(Saved entries)
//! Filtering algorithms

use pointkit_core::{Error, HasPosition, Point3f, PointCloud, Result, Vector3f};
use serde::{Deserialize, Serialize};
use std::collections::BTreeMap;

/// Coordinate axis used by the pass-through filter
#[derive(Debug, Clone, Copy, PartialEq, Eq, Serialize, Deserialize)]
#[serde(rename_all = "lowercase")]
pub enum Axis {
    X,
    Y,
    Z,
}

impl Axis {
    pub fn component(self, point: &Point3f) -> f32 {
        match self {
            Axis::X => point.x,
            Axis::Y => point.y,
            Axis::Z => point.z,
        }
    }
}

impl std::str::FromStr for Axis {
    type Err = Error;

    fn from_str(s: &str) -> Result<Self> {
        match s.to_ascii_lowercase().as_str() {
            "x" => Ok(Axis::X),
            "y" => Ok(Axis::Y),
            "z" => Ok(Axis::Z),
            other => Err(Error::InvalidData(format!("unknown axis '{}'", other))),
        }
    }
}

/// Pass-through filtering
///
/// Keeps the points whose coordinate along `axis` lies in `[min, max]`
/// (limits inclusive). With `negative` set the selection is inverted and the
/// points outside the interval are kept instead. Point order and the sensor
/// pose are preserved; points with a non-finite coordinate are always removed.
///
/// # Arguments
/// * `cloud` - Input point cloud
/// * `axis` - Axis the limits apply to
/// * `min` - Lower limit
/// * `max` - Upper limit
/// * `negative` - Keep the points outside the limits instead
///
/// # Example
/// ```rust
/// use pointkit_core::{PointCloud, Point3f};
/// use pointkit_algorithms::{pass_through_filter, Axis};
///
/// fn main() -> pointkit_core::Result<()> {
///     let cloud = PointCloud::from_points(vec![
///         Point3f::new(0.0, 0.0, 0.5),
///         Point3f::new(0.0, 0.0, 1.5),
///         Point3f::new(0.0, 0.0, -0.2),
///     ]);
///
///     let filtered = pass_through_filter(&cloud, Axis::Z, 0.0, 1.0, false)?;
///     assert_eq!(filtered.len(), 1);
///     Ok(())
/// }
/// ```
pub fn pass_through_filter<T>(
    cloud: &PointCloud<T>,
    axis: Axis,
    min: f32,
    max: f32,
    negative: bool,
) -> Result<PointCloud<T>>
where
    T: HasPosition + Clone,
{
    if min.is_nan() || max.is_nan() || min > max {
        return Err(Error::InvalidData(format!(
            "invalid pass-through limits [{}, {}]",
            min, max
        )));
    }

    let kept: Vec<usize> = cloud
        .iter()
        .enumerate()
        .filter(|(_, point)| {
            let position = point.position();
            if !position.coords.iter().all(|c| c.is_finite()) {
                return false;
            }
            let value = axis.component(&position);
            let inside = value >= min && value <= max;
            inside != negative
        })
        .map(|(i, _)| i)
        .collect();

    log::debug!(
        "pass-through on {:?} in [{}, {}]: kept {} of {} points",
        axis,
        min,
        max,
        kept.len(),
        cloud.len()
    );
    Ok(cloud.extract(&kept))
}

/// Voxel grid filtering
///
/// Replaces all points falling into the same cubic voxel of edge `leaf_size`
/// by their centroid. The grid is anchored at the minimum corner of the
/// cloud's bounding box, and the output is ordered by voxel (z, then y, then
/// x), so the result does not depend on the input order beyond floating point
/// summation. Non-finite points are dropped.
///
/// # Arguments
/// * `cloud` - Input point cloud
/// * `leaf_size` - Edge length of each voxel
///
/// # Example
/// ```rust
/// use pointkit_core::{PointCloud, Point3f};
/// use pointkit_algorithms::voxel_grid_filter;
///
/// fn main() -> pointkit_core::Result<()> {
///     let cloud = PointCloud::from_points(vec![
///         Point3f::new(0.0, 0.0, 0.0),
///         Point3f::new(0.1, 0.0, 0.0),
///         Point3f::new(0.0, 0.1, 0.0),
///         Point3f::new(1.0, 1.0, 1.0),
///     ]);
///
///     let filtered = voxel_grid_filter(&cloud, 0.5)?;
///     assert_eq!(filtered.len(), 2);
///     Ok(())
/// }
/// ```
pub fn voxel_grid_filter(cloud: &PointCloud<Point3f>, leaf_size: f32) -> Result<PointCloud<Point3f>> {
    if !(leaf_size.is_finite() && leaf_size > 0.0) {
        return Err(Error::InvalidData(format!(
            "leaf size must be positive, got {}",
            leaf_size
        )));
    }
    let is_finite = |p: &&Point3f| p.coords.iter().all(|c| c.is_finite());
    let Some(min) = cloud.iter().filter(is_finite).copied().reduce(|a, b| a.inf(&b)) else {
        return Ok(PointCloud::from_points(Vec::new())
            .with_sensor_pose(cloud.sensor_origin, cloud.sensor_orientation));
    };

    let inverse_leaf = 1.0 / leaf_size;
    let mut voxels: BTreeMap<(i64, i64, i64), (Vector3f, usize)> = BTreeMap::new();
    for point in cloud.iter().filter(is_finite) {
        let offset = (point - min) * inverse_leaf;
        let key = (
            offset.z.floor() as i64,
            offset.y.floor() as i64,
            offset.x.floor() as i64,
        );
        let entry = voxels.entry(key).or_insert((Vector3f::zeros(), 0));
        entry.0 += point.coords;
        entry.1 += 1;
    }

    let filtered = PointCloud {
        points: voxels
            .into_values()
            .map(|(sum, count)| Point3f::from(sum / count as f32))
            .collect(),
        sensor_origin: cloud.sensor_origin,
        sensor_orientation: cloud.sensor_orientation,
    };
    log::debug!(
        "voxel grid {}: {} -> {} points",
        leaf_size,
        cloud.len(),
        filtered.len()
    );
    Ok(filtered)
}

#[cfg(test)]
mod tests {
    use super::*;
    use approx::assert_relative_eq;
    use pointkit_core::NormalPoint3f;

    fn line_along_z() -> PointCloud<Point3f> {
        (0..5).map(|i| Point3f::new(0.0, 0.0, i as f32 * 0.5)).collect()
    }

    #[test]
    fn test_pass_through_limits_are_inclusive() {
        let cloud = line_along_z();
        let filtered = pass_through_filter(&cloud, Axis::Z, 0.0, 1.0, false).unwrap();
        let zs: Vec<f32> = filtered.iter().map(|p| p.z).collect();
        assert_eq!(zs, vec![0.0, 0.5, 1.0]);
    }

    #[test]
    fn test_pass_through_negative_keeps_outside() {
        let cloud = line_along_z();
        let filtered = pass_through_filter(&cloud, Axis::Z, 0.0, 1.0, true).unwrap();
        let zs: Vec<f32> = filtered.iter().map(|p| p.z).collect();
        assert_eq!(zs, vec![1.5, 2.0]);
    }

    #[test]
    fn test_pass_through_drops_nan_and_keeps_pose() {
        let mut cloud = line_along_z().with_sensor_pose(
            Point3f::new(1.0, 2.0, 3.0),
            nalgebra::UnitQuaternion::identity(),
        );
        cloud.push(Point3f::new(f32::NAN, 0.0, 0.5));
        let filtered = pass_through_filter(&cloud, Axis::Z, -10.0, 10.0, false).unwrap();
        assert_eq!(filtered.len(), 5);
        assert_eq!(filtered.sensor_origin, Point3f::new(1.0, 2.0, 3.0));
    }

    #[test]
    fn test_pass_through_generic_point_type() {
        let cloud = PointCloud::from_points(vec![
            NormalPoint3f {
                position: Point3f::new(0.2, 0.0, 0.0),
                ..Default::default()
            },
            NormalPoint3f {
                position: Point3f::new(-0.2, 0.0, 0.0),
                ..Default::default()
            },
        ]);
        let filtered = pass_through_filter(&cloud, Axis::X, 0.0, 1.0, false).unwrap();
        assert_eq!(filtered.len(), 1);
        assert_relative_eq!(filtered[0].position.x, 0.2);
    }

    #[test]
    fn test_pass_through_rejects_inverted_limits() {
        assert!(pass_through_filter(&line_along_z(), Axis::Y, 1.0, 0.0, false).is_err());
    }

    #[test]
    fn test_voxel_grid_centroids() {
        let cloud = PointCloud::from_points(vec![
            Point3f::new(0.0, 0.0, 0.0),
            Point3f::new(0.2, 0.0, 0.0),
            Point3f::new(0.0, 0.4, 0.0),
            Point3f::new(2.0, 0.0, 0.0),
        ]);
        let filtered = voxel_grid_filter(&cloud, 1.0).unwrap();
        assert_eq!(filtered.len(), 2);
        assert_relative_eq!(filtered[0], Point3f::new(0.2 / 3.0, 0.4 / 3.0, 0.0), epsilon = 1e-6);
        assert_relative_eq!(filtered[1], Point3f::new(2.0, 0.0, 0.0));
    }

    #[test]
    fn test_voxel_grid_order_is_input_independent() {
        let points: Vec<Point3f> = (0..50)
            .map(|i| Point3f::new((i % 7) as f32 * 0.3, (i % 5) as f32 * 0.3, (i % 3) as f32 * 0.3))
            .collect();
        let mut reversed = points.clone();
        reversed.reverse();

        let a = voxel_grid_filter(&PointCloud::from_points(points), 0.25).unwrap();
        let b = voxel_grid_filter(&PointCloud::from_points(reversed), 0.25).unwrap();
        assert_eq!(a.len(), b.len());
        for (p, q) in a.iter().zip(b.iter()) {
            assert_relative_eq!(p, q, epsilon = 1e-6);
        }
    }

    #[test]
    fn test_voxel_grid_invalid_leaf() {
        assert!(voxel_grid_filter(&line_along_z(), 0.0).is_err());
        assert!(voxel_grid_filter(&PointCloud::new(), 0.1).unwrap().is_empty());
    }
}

**WHAT THE TASK REQUIRES**
Which lines in the records above hold the string "match"? Copy each of them.

**WRITTEN RESPONSE**
        match self {
        match s.to_ascii_lowercase().as_str() {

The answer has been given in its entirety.